Belquette, hi! I am an artist and I own a fine art publishing company. We use epson 9600s and epson 9800's for printing our art onto canvas... unfortunately ours can't print onto clothing. I am interested in learning more about the dtg machines you are manuf with epson parts. I went to your site, is the flexi-jet the machine you are talking about? I would like to have more info if you would like to post it here or email me. thanks! shell


----------



## JeridHill (Feb 8, 2006)

I know people talk about how much they cost and I agree, they are more than the average printer. What sold me on the idea was the instant printing capabilities. There was someone who had one of these machines and used it over a 4 day period at a bicentennial in their town.

They took samples and an order form around and took orders for custom on the spot printing. In 4 days, they CLEARED over $20,000 on that one machine only. This is where the advantage is. It's a niche market that once tapped into, the first kid on the block with them has an advantage.

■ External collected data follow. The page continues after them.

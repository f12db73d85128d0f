use crate::{
    ast::BinaryOperator,
    error::RuntimeError,
    interpreter::evaluator::core::EvalResult,
};

/// Evaluates a binary arithmetic operation.
///
/// Division by zero is checked explicitly, for either sign of zero and
/// regardless of the dividend. Any other operation that leaves the finite
/// range (e.g. multiplying two very large literals) is reported as an
/// overflow instead of producing an infinity.
///
/// # Parameters
/// - `op`: The arithmetic operator.
/// - `left`: Left operand.
/// - `right`: Right operand.
/// - `position`: Byte offset of the operator for error reporting.
///
/// # Returns
/// An `EvalResult<f64>` containing the computed value.
///
/// # Example
/// ```
/// use memocalc::{
///     ast::BinaryOperator,
///     error::RuntimeError,
///     interpreter::evaluator::binary::eval_binary,
/// };
///
/// assert_eq!(eval_binary(BinaryOperator::Mul, 1.5, 2.0, 1), Ok(3.0));
/// assert_eq!(eval_binary(BinaryOperator::Div, 1.0, 0.0, 1),
///            Err(RuntimeError::DivisionByZero { position: 1 }));
/// ```
pub fn eval_binary(op: BinaryOperator,
                   left: f64,
                   right: f64,
                   position: usize)
                   -> EvalResult<f64> {
    use BinaryOperator::{Add, Div, Mul, Sub};

    let value = match op {
        Add => left + right,
        Sub => left - right,
        Mul => left * right,
        Div => {
            if right == 0.0 {
                return Err(RuntimeError::DivisionByZero { position });
            }
            left / right
        },
    };

    if value.is_finite() {
        Ok(value)
    } else {
        Err(RuntimeError::Overflow { position })
    }
}

#[cfg(test)]
mod tests {
    use super::*;

    #[test]
    fn negative_zero_divisor() {
        assert_eq!(eval_binary(BinaryOperator::Div, -3.0, -0.0, 4),
                   Err(RuntimeError::DivisionByZero { position: 4 }));
    }

    #[test]
    fn zero_over_zero_is_division_by_zero() {
        assert_eq!(eval_binary(BinaryOperator::Div, 0.0, 0.0, 0),
                   Err(RuntimeError::DivisionByZero { position: 0 }));
    }

    #[test]
    fn overflow_is_reported() {
        assert_eq!(eval_binary(BinaryOperator::Mul, f64::MAX, 2.0, 7),
                   Err(RuntimeError::Overflow { position: 7 }));
        assert_eq!(eval_binary(BinaryOperator::Div, f64::MAX, 0.5, 2),
                   Err(RuntimeError::Overflow { position: 2 }));
    }

    #[test]
    fn subtraction_order() {
        assert_eq!(eval_binary(BinaryOperator::Sub, 10.0, 4.0, 0), Ok(6.0));
        assert_eq!(eval_binary(BinaryOperator::Div, 1.0, 4.0, 0), Ok(0.25));
    }
}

The problem is, so many people buy a machine (regardless of what machine it is) and think the money is going to come rolling in. It doesn't happen that way in business. Just like anything else, you have to do the work. It just so happens that these printers do the work very well.


----------



## T-BOT (Jul 24, 2006)

I think purchasing this type of machine is ideal if you get a contract to put out shirts where using such would be the way to go. We purchased a Kodak CLC copier in the 90's for $ 65k to fill a big job with photo transfers. Mind you that 5 years later this machine was worth 20 cents on a dollar. 

So one thing to keep in mind is the speed of new tech our days and its depreciation factor. 

To buy one and simply expect the jobs to come rolling in because of it may be a little risky.

It is a great machine mind you.  

my2c.


----------



## printchic (Apr 3, 2006)

Depending on what machine you buy you can offer Contract Printing to others that don't own a machine. I saw someone posted on another board she had done 10,000 prints (may be more i'm stating this from memory) in less than a years time and was operating like a quick copy shop. The customers come in bring their shirts and she prints on them. She also printed for others that had shirts shipped to her. She just charged for the ink and a bit over for her profit.

There are many ways to make your $$$ back beside just doing your "own shirt line". As for the price of these machine coming down any time soon... Don't count on it. You may see "cheaper models" enter the market but as with all things eventually some will fade away. 

I will say you don't want it too cheap because then your neighbor can buy one


----------